“When the news of the coronavirus first emerged, Gilead immediately began to investigate the potential of remdesivir, a medicine we had been studying for many years as part of our extensive research in antivirals. Remdesivir had never been approved for use but based on what we had learned to date, we knew it might have potential with the novel coronavirus. Since then, we have been working with the greatest sense of urgency and responsibility to determine whether remdesivir does indeed work against COVID-19,” he writes.
“Multiple studies are ongoing, and we are on track to have initial data in the coming weeks. If it is approved, we will work to ensure affordability and access so that remdesivir is available to patients with the greatest need.

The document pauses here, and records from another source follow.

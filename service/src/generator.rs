//! Deterministic generator of synthetic [`User`]s.
//!
//! Every [`User`] consumes exactly seven draws of a single [`Lcg`] stream in
//! a fixed order: first name, last name, phone prefix, phone tail, joining
//! offset, organization and status. Reordering the draws changes the whole
//! dataset, so it requires bumping the snapshot [`Version`].
//!
//! [`Version`]: crate::snapshot::Version

use std::time::Duration;

use common::DateTime;
use smart_default::SmartDefault;

use crate::domain::{
    user::{self, Status},
    User,
};

/// Organizations [`User`]s belong to.
pub const ORGANIZATIONS: [&str; 40] = [
    "Lendsqr", "Irorun", "Lendstar", "BorrowMe", "iPay", "Seed", "Zentra",
    "CrediWave", "FlexiFund", "NovaLend", "SwiftCredit", "LoanLink",
    "PrimeAdvance", "EasyCap", "FundSure", "QuickVest", "ZenithLoans",
    "CashPilot", "Lendora", "SurePadi", "TrustHive", "CreditVille", "FundFlow",
    "BridgeLoan", "LendWise", "PledgePoint", "MoneySprint", "SmartCredit",
    "KoloTrust", "Fundora", "LoanMate", "CashBridge", "FastFund", "CrediPoint",
    "BlueVest", "LoanEdge", "EasyLend", "CredSure", "QuickRelief",
    "GrowCredit",
];

/// First names of [`User`]s.
pub const FIRST_NAMES: [&str; 50] = [
    "Grace", "Tosin", "Debby", "Alex", "Mariam", "John", "Ada", "Tola", "Seyi",
    "Kemi", "David", "Bola", "Chika", "Emeka", "Lara", "Michael", "Femi",
    "Ngozi", "Tunde", "Amaka", "Samuel", "Ruth", "Damilola", "Ife", "Pelumi",
    "Victor", "Olamide", "Esther", "Henry", "Joy", "Precious", "Chioma",
    "Bolaji", "Gbenga", "Helen", "Stephen", "Omotola", "Faith", "Jide",
    "Nancy", "Opeyemi", "Kingsley", "Oluwadamilare", "Anita", "Tope",
    "Olumide", "Shola", "Kehinde", "Daniel", "Rebecca",
];

/// Last names of [`User`]s.
pub const LAST_NAMES: [&str; 50] = [
    "Effiom", "Dokunmu", "Ogana", "Adeyemi", "Okafor", "James", "Abiola",
    "Oshodi", "Popoola", "Bello", "Adewale", "Eze", "Ogunleye", "Balogun",
    "Daniels", "Lawal", "Ojo", "Nwosu", "Okoro", "Taiwo", "Agbaje",
    "Mohammed", "Akinola", "Ekanem", "Obi", "Yusuf", "Olatunji", "Chukwu",
    "Adeleke", "Salami", "Uche", "Adebanjo", "Ogunbiyi", "Olawale", "Afolabi",
    "Ajayi", "Ogunjimi", "Ogunlade", "Okonkwo", "Ogunmola", "Oyeniran",
    "Alabi", "Onwuka", "Odunsi", "Adewumi", "Suleiman", "Bamidele",
    "Ogundipe", "Egbeyemi", "Ibrahim",
];

/// Local-format prefixes of [`user::Phone`]s.
pub const PHONE_PREFIXES: [&str; 5] = ["070", "080", "081", "090", "091"];

/// Exclusive upper bound of a [`user::Phone`] tail.
const PHONE_TAIL_RANGE: u64 = 100_000_000;

/// Exclusive upper bound of a joining offset, in milliseconds (365 days).
const JOINING_OFFSET_RANGE: u64 = 1_000 * 60 * 60 * 24 * 365;

/// [`generate()`] configuration.
#[derive(Clone, Copy, Debug, Eq, PartialEq, SmartDefault)]
pub struct Config {
    /// Seed of the [`Lcg`] stream.
    #[default(12345)]
    pub seed: u32,

    /// Number of [`User`]s to generate.
    #[default(500)]
    pub count: u32,
}

/// Linear-congruential pseudo-random stream over [`u32`].
#[derive(Clone, Copy, Debug, Eq, PartialEq)]
pub struct Lcg(u32);

impl Lcg {
    /// Multiplier of the stream.
    const MULTIPLIER: u32 = 1_664_525;

    /// Increment of the stream.
    const INCREMENT: u32 = 1_013_904_223;

    /// Creates a new [`Lcg`] stream out of the provided `seed`.
    #[must_use]
    pub const fn new(seed: u32) -> Self {
        Self(seed)
    }

    /// Advances this [`Lcg`] stream and returns its new state.
    pub fn draw(&mut self) -> u32 {
        self.0 = self
            .0
            .wrapping_mul(Self::MULTIPLIER)
            .wrapping_add(Self::INCREMENT);
        self.0
    }

    /// Draws a number in `0..bound` range.
    fn below(&mut self, bound: u64) -> u64 {
        u64::from(self.draw()) % bound
    }

    /// Draws an element of the provided non-empty slice.
    fn pick<'a, T>(&mut self, from: &'a [T]) -> &'a T {
        &from[self.draw() as usize % from.len()]
    }
}

/// Generates `count` [`User`]s with [`user::Id`]s `1..=count`.
///
/// The same [`Config`] and `anchor` always produce the same [`User`]s. The
/// `anchor` is the moment [`User`]s' joining offsets are subtracted from.
#[must_use]
pub fn generate(config: Config, anchor: DateTime) -> Vec<User> {
    let mut lcg = Lcg::new(config.seed);
    (1..=config.count)
        .filter_map(user::Id::new)
        .map(|id| next(&mut lcg, id, anchor))
        .collect()
}

/// Generates the next [`User`] out of the provided [`Lcg`] stream.
fn next(lcg: &mut Lcg, id: user::Id, anchor: DateTime) -> User {
    let first = lcg.pick(&FIRST_NAMES);
    let last = lcg.pick(&LAST_NAMES);
    let prefix = lcg.pick(&PHONE_PREFIXES);
    let tail = lcg.below(PHONE_TAIL_RANGE);
    let offset = lcg.below(JOINING_OFFSET_RANGE);
    let organization = lcg.pick(&ORGANIZATIONS);
    let status = *lcg.pick(Status::all());

    #[expect(unsafe_code, reason = "built from well-formed dictionaries")]
    let (organization, name, phone) = unsafe {
        (
            user::Organization::new_unchecked(*organization),
            user::Name::new_unchecked(format!("{first} {last}")),
            user::Phone::new_unchecked(format!("{prefix}{tail:08}")),
        )
    };
    #[expect(unsafe_code, reason = "built from well-formed dictionaries")]
    let email = unsafe {
        user::Email::new_unchecked(format!(
            "{}@{}",
            first.to_lowercase(),
            organization.domain(),
        ))
    };

    User {
        id,
        organization,
        name,
        email,
        phone,
        joined_at: (anchor - Duration::from_millis(offset)).coerce(),
        status,
    }
}

#[cfg(test)]
mod spec {
    use std::collections::HashSet;

    use common::DateTime;
    use proptest::prelude::*;

    use crate::domain::user::{self, Status};

    use super::{generate, Config, Lcg};

    fn anchor() -> DateTime {
        DateTime::from_rfc3339("2025-06-01T12:00:00.000Z").unwrap()
    }

    #[test]
    fn lcg_stream() {
        let mut lcg = Lcg::new(12345);
        assert_eq!(lcg.draw(), 87_628_868);
        assert_eq!(lcg.draw(), 71_072_467);
    }

    #[test]
    fn first_records() {
        let users = generate(Config::default(), anchor());

        let first = &users[0];
        assert_eq!(first.id.get(), 1);
        assert_eq!(first.name.as_ref(), "Tunde Nwosu");
        assert_eq!(first.phone.as_ref(), "09126892157");
        assert_eq!(first.organization.as_ref(), "CashBridge");
        assert_eq!(first.email.as_ref(), "tunde@cashbridge.com");
        assert_eq!(first.status, Status::Pending);
        assert_eq!(
            first.joined_at.unix_timestamp_millis(),
            anchor().unix_timestamp_millis() - 3_908_547_000,
        );

        let second = &users[1];
        assert_eq!(second.name.as_ref(), "Alex Popoola");
        assert_eq!(second.phone.as_ref(), "07071172990");
        assert_eq!(second.email.as_ref(), "alex@flexifund.com");
        assert_eq!(second.status, Status::Blacklisted);
    }

    #[test]
    fn ids_are_contiguous() {
        let users = generate(Config::default(), anchor());

        assert_eq!(users.len(), 500);
        let ids = users.iter().map(|u| u.id.get()).collect::<HashSet<_>>();
        assert_eq!(ids, (1..=500).collect::<HashSet<_>>());
        assert!(users.iter().zip(1..).all(|(u, n)| u.id.get() == n));
    }

    #[test]
    fn generates_nothing_for_zero_count() {
        let users = generate(Config { seed: 1, count: 0 }, anchor());

        assert!(users.is_empty());
    }

    #[test]
    fn fields_are_well_formed() {
        let anchor = anchor();
        let year_ago = anchor.unix_timestamp_millis() - 31_536_000_000;

        for u in generate(Config::default(), anchor) {
            assert!(user::Phone::new(u.phone.as_ref()).is_some(), "{u:?}");
            assert!(user::Email::new(u.email.as_ref()).is_some(), "{u:?}");
            assert!(u.email.as_ref().ends_with(&u.organization.domain()));

            let joined = u.joined_at.unix_timestamp_millis();
            assert!(joined <= anchor.unix_timestamp_millis(), "{u:?}");
            assert!(joined > year_ago, "{u:?}");
        }
    }

    proptest! {
        #[test]
        fn is_deterministic(seed in any::<u32>(), count in 0u32..200) {
            let config = Config { seed, count };

            prop_assert_eq!(
                generate(config, anchor()),
                generate(config, anchor()),
            );
        }
    }
}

“In the meantime, we have made the investigational medicine available for severely ill patients who cannot enroll in a trial. This ‘compassionate use’ program is typically reserved for a small number of individual cases but there is nothing typical about this crisis and to date we have provided remdesivir to more than 1,000 patients.
“With expanded access, hospitals or physicians can apply for emergency use of remdesivir for multiple severely ill patients at a time. While it will take some time to build a network of active sites, this approach will ultimately accelerate emergency access for more people.”
Last week, Gilead dropped its orphan drug designation for remdesivir, a status granted by the FDA that would have extended monopoly rights for the drug if it came on the market.